Table of Contents Author Guidelines Submit a Manuscript
Mobile Information Systems
Volume 2016, Article ID 5046284, 20 pages
http://dx.doi.org/10.1155/2016/5046284
Research Article

A Tokenization-Based Communication Architecture for HCE-Enabled NFC Services

NFC Lab-Istanbul, Department of Information Technologies, ISIK University, 34980 Istanbul, Turkey

Received 28 April 2016; Revised 16 October 2016; Accepted 26 October 2016

Academic Editor: Laurence T. Yang

Copyright © 2016 Busra Ozdenizci et al. This is an open access article distributed under the Creative Commons Attribution License, which permits unrestricted use, distribution, and reproduction in any medium, provided the original work is properly cited.

Abstract

Following the announcement of Host Card Emulation (HCE) technology, card emulation mode based Near Field Communication (NFC) services have gained further appreciation as an enabler of the Cloud-based Secure Element (SE) concept. A comprehensive and complete architecture with a centralized and feasible business model for diverse HCE-based NFC services will be highly appreciated, particularly by Service Providers and users. To satisfy the need in this new emerging research area, a Tokenization-based communication architecture for HCE-based NFC services is presented in this paper. Our architecture proposes Two-Phased Tokenization to enable the identity management of both user and Service Provider.

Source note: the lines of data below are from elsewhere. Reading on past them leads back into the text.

//! Level-contiguous storage layout for the timing graph.
//!
//! Traversals walk the graph level by level. Permuting node and edge storage
//! into that order keeps each level's data adjacent in memory. Both
//! operations return the old→new handle mapping so that collaborators holding
//! handles (constraints, delay tables) can follow the move.

use crate::error::GraphError;
use crate::graph::TimingGraph;
use crate::ids::{ArenaId, EdgeId, NodeId};

/// An old→new handle mapping produced by a layout optimization.
#[derive(Debug, Clone, PartialEq, Eq)]
pub struct Remap<I> {
    old_to_new: Vec<I>,
}

impl<I: ArenaId> Remap<I> {
    fn from_new_order(new_order: &[I]) -> Self {
        let mut old_to_new = vec![I::from_index(0); new_order.len()];
        for (new_index, &old) in new_order.iter().enumerate() {
            old_to_new[old.index()] = I::from_index(new_index);
        }
        Self { old_to_new }
    }

    /// Returns the new handle of `old`.
    pub fn get(&self, old: I) -> I {
        self.old_to_new[old.index()]
    }

    /// Returns the number of mapped handles.
    pub fn len(&self) -> usize {
        self.old_to_new.len()
    }

    /// Returns `true` if the mapping is empty.
    pub fn is_empty(&self) -> bool {
        self.old_to_new.is_empty()
    }

    /// Iterates over `(old, new)` pairs in old-handle order.
    pub fn iter(&self) -> impl Iterator<Item = (I, I)> + '_ {
        self.old_to_new
            .iter()
            .enumerate()
            .map(|(old, &new)| (I::from_index(old), new))
    }

    /// Reorders a handle-indexed table into the new handle order.
    pub fn permute<T>(&self, table: Vec<T>) -> Vec<T> {
        debug_assert_eq!(table.len(), self.old_to_new.len(), "table/remap size mismatch");
        let mut slots: Vec<Option<T>> = std::iter::repeat_with(|| None).take(table.len()).collect();
        for (old, value) in table.into_iter().enumerate() {
            slots[self.old_to_new[old].index()] = Some(value);
        }
        slots.into_iter().flatten().collect()
    }
}

impl TimingGraph {
    /// Renumbers edges so that the out-edges of each level's nodes are
    /// contiguous, in level order.
    pub fn optimize_edge_layout(&mut self) -> Result<Remap<EdgeId>, GraphError> {
        if !self.levelized {
            return Err(GraphError::NotLevelized);
        }

        let mut new_order = Vec::with_capacity(self.edges.len());
        for bucket in &self.levels {
            for &node in bucket {
                new_order.extend_from_slice(&self.node_out_edges[node.index()]);
            }
        }
        let remap = Remap::from_new_order(&new_order);

        self.edges = remap.permute(std::mem::take(&mut self.edges));
        for edges in self
            .node_in_edges
            .iter_mut()
            .chain(self.node_out_edges.iter_mut())
        {
            for edge in edges.iter_mut() {
                *edge = remap.get(*edge);
            }
        }
        Ok(remap)
    }

    /// Renumbers nodes in level order so that every level occupies a
    /// contiguous handle range.
    pub fn optimize_node_layout(&mut self) -> Result<Remap<NodeId>, GraphError> {
        if !self.levelized {
            return Err(GraphError::NotLevelized);
        }

        let new_order: Vec<NodeId> = self.levels.concat();
        let remap = Remap::from_new_order(&new_order);

        self.nodes = remap.permute(std::mem::take(&mut self.nodes));
        self.node_in_edges = remap.permute(std::mem::take(&mut self.node_in_edges));
        self.node_out_edges = remap.permute(std::mem::take(&mut self.node_out_edges));
        for edge in &mut self.edges {
            edge.src = remap.get(edge.src);
            edge.sink = remap.get(edge.sink);
        }
        for node in self.levels.iter_mut().flatten() {
            *node = remap.get(*node);
        }
        for node in &mut self.primary_outputs {
            *node = remap.get(*node);
        }
        Ok(remap)
    }
}
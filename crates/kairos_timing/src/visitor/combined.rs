//! Setup and hold analysis in a single traversal.

use super::{EndpointCoverage, HoldVisitor, NodeUpdate, SetupVisitor, TagVisitor, TraversalContext};
use crate::graph::TimingGraph;
use crate::ids::{EdgeId, NodeId};

/// Runs a [`SetupVisitor`] and a [`HoldVisitor`] side by side.
///
/// A node counts as constrained or changed if either analysis says so.
#[derive(Debug, Clone)]
pub struct SetupHoldVisitor {
    /// Setup tags.
    pub setup: SetupVisitor,
    /// Hold tags.
    pub hold: HoldVisitor,
}

impl SetupHoldVisitor {
    /// Creates empty tag storage for both analyses.
    pub fn new(graph: &TimingGraph) -> Self {
        Self {
            setup: SetupVisitor::new(graph),
            hold: HoldVisitor::new(graph),
        }
    }
}

impl TagVisitor for SetupHoldVisitor {
    fn reset_node(&mut self, node: NodeId) {
        self.setup.reset_node(node);
        self.hold.reset_node(node);
    }

    fn reset_edge(&mut self, edge: EdgeId) {
        self.setup.reset_edge(edge);
        self.hold.reset_edge(edge);
    }

    fn do_arrival_pre_traverse_node(&mut self, cx: &TraversalContext<'_>, node: NodeId) -> bool {
        let setup = self.setup.do_arrival_pre_traverse_node(cx, node);
        let hold = self.hold.do_arrival_pre_traverse_node(cx, node);
        setup || hold
    }

    fn do_required_pre_traverse_node(
        &mut self,
        cx: &TraversalContext<'_>,
        node: NodeId,
    ) -> EndpointCoverage {
        self.setup.do_required_pre_traverse_node(cx, node)
            | self.hold.do_required_pre_traverse_node(cx, node)
    }

    fn do_arrival_traverse_node(
        &mut self,
        cx: &TraversalContext<'_>,
        node: NodeId,
        stale_in: &[EdgeId],
    ) -> NodeUpdate {
        self.setup.do_arrival_traverse_node(cx, node, stale_in)
            | self.hold.do_arrival_traverse_node(cx, node, stale_in)
    }

    fn do_required_traverse_node(
        &mut self,
        cx: &TraversalContext<'_>,
        node: NodeId,
        stale_out: &[EdgeId],
    ) -> bool {
        let setup = self.setup.do_required_traverse_node(cx, node, stale_out);
        let hold = self.hold.do_required_traverse_node(cx, node, stale_out);
        setup || hold
    }

    fn do_slack_traverse_node(&mut self, cx: &TraversalContext<'_>, node: NodeId) {
        self.setup.do_slack_traverse_node(cx, node);
        self.hold.do_slack_traverse_node(cx, node);
    }

    fn do_slack_traverse_edge(&mut self, cx: &TraversalContext<'_>, edge: EdgeId) {
        self.setup.do_slack_traverse_edge(cx, edge);
        self.hold.do_slack_traverse_edge(cx, edge);
    }
}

NFC Smartphone users can store, manage, and make use of their sensitive data on the Cloud for NFC services; Service Providers can also provide diverse card emulation NFC services easily through the proposed architecture. In this paper, we initially present the Two-Phased Tokenization model and then validate the proposed architecture by providing a case study on access control. We further evaluate the usability aspect in terms of an authentication scheme. We then discuss the ecosystem and business model comprised of the proposed architecture and emphasize the contributions to ecosystem actors. Finally, suggestions are provided for data protection in transit and at rest.